What will be the most likely consequences? Will it help European CSPs to rise and gain the market share? Will this create the workplaces in Europe? How will this boost the cloud consulting companies?

What we can see to the moment, the big US CSPs are opening more datacenters to keep the European data (and metadata) in Europe:


One one hand, cloud infrastructure business is a mass market with it's low margin economy, it is only possible to compete there having the global scope and huge resources.

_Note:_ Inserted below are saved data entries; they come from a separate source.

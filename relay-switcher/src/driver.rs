//! The decision loop: probe → decide → switch.
//!
//! Runs on a fixed cadence. A probe failure is data, not an exception: it is
//! fed to the decider as an absent sample and the loop continues.

use std::sync::Arc;
use std::time::Instant;

use rtmp_stats::{StatsClient, StreamSample};
use tokio::time::MissedTickBehavior;
use tokio_util::sync::CancellationToken;
use tracing::{error, info, warn};

use crate::config::{DeciderConfig, ProbeConfig};
use crate::decider::SceneDecider;
use crate::notify::PeerNotifier;
use crate::switcher::ProgramSwitcher;
use crate::{Result, Scene};

/// Run the decision loop until cancelled.
pub async fn run(
    probe_config: ProbeConfig,
    decider_config: DeciderConfig,
    switcher: Arc<dyn ProgramSwitcher>,
    notifier: Arc<PeerNotifier>,
    cancel: CancellationToken,
) -> Result<()> {
    let probe = StatsClient::new(
        probe_config.stats_url.clone(),
        probe_config.app_name.clone(),
        probe_config.stream_name.clone(),
    )?;

    let (mut decider, initial) = SceneDecider::new(decider_config, Instant::now());
    info!(scene = %initial, "setting initial scene");
    apply_scene(initial, &switcher, &notifier).await;

    let mut ticker = tokio::time::interval(decider_config.poll_interval);
    ticker.set_missed_tick_behavior(MissedTickBehavior::Skip);

    loop {
        tokio::select! {
            _ = cancel.cancelled() => {
                info!("decision loop shutting down");
                return Ok(());
            }
            _ = ticker.tick() => {
                if let Err(e) = switcher.supervise().await {
                    warn!("failed to restart encoder: {e}");
                }

                let sample = match probe.sample().await {
                    Ok(sample) => sample,
                    Err(e) => {
                        warn!("stat fetch failed: {e}");
                        StreamSample::absent()
                    }
                };

                if let Some(scene) = decider.observe(&sample, Instant::now()) {
                    info!(
                        scene = %scene,
                        bitrate_kbps = sample.bitrate_kbps(),
                        exists = sample.exists,
                        "switching program"
                    );
                    apply_scene(scene, &switcher, &notifier).await;
                }
            }
        }
    }
}

/// Effect a scene command and notify the peer. The notification runs on its
/// own task so a slow peer never delays the poll cadence.
async fn apply_scene(
    scene: Scene,
    switcher: &Arc<dyn ProgramSwitcher>,
    notifier: &Arc<PeerNotifier>,
) {
    match switcher.set_scene(scene).await {
        Ok(()) => {
            let notifier = notifier.clone();
            tokio::spawn(async move { notifier.notify(scene).await });
        }
        Err(e) => error!(scene = %scene, "scene switch failed: {e}"),
    }
}
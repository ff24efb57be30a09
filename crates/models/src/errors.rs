use sea_orm::{DbErr, SqlErr};
use thiserror::Error;

#[derive(Debug, Error)]
pub enum ModelError {
    #[error("validation error: {0}")]
    Validation(String),
    #[error("constraint violation: {0}")]
    Conflict(String),
    #[error("missing reference: {0}")]
    MissingReference(String),
    #[error("database error: {0}")]
    Db(String),
}

impl From<DbErr> for ModelError {
    fn from(e: DbErr) -> Self {
        match e.sql_err() {
            Some(SqlErr::UniqueConstraintViolation(msg)) => ModelError::Conflict(msg),
            Some(SqlErr::ForeignKeyConstraintViolation(msg)) => ModelError::MissingReference(msg),
            _ => ModelError::Db(e.to_string()),
        }
    }
}
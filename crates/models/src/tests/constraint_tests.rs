use crate::db::connect_test;
use crate::errors::ModelError;
use crate::{attendance, college, event, feedback, registration, student};
use anyhow::Result;
use chrono::{Duration, Utc};
use uuid::Uuid;

#[tokio::test]
async fn duplicate_college_name_is_conflict() -> Result<()> {
    if std::env::var("SKIP_DB_TESTS").is_ok() {
        return Ok(());
    }
    let db = connect_test().await?;
    let name = format!("dup_college_{}", Uuid::new_v4());
    college::create(&db, &name).await?;
    let err = college::create(&db, &name).await.unwrap_err();
    assert!(matches!(err, ModelError::Conflict(_)), "got {err:?}");
    Ok(())
}

#[tokio::test]
async fn email_unique_per_college_only() -> Result<()> {
    if std::env::var("SKIP_DB_TESTS").is_ok() {
        return Ok(());
    }
    let db = connect_test().await?;
    let c1 = college::create(&db, &format!("c1_{}", Uuid::new_v4())).await?;
    let c2 = college::create(&db, &format!("c2_{}", Uuid::new_v4())).await?;

    student::create(&db, c1.id, "Alice", "alice@campus.edu").await?;
    let err = student::create(&db, c1.id, "Alice Again", "ALICE@campus.edu").await.unwrap_err();
    assert!(matches!(err, ModelError::Conflict(_)), "got {err:?}");

    // same address at another college is fine
    student::create(&db, c2.id, "Alice", "alice@campus.edu").await?;
    Ok(())
}

#[tokio::test]
async fn student_requires_existing_college() -> Result<()> {
    if std::env::var("SKIP_DB_TESTS").is_ok() {
        return Ok(());
    }
    let db = connect_test().await?;
    let err = student::create(&db, i32::MAX, "Ghost", "ghost@campus.edu").await.unwrap_err();
    assert!(matches!(err, ModelError::MissingReference(_)), "got {err:?}");
    Ok(())
}

#[tokio::test]
async fn one_registration_attendance_and_feedback_per_pair() -> Result<()> {
    if std::env::var("SKIP_DB_TESTS").is_ok() {
        return Ok(());
    }
    let db = connect_test().await?;
    let c = college::create(&db, &format!("pair_college_{}", Uuid::new_v4())).await?;
    let s = student::create(&db, c.id, "Chandra", "chandra@iisc.ac.in").await?;
    let now = Utc::now();
    let e = event::create(&db, c.id, "Quantum Talk", event::EventType::TechTalk, now.into(), (now + Duration::hours(2)).into()).await?;

    let r = registration::create(&db, s.id, e.id).await?;
    assert!(matches!(registration::create(&db, s.id, e.id).await, Err(ModelError::Conflict(_))));

    attendance::create(&db, r.id).await?;
    assert!(matches!(attendance::create(&db, r.id).await, Err(ModelError::Conflict(_))));

    feedback::create(&db, r.id, 5, Some("Great!")).await?;
    assert!(matches!(feedback::create(&db, r.id, 3, None).await, Err(ModelError::Conflict(_))));
    Ok(())
}

#[tokio::test]
async fn validation_runs_before_insert() -> Result<()> {
    if std::env::var("SKIP_DB_TESTS").is_ok() {
        return Ok(());
    }
    let db = connect_test().await?;
    assert!(matches!(college::create(&db, "   ").await, Err(ModelError::Validation(_))));
    assert!(matches!(feedback::create(&db, 1, 9, None).await, Err(ModelError::Validation(_))));

    let c = college::create(&db, &format!("val_college_{}", Uuid::new_v4())).await?;
    let now = Utc::now();
    let inverted = event::create(&db, c.id, "Backwards", event::EventType::Fest, now.into(), (now - Duration::hours(1)).into()).await;
    assert!(matches!(inverted, Err(ModelError::Validation(_))));
    Ok(())
}
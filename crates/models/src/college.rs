use sea_orm::{entity::prelude::*, ConnectionTrait, Set};
use serde::{Deserialize, Serialize};

use crate::errors::ModelError;

#[derive(Clone, Debug, PartialEq, Eq, DeriveEntityModel, Serialize, Deserialize)]
#[sea_orm(table_name = "college")]
pub struct Model {
    #[sea_orm(primary_key)]
    pub id: i32,
    #[sea_orm(unique)]
    pub name: String,
}

#[derive(Copy, Clone, Debug, EnumIter)]
pub enum Relation {}

impl RelationTrait for Relation {
    fn def(&self) -> RelationDef {
        match *self {}
    }
}

impl ActiveModelBehavior for ActiveModel {}

pub fn validate_name(name: &str) -> Result<(), ModelError> {
    if name.trim().is_empty() {
        return Err(ModelError::Validation("college name required".into()));
    }
    if name.trim().chars().count() > 255 {
        return Err(ModelError::Validation("college name too long (max 255)".into()));
    }
    Ok(())
}

pub async fn create(db: &impl ConnectionTrait, name: &str) -> Result<Model, ModelError> {
    validate_name(name)?;
    let am = ActiveModel {
        name: Set(name.trim().to_string()),
        ..Default::default()
    };
    Ok(am.insert(db).await?)
}

pub async fn find_by_name(db: &impl ConnectionTrait, name: &str) -> Result<Option<Model>, ModelError> {
    Ok(Entity::find().filter(Column::Name.eq(name.trim())).one(db).await?)
}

So probably Safe Harbor strike down will not significantly help any new European players to benefit from this situation, however new datacenters to be open in Europe should add more workplaces in EU member countries.

One the other hand, Europe has it's own strategy for the cloud computing (https://ec.europa.eu/digital-agenda/en/european-cloud-computing-strategy), C4E (Cloud-for-Europe) initiative, ECP (European Cloud Partnership, https://ec.europa.eu/digital-agenda/en/european-cloud-partnership) organization, so why not to coordinate/implement something of a level of pan-european CSP?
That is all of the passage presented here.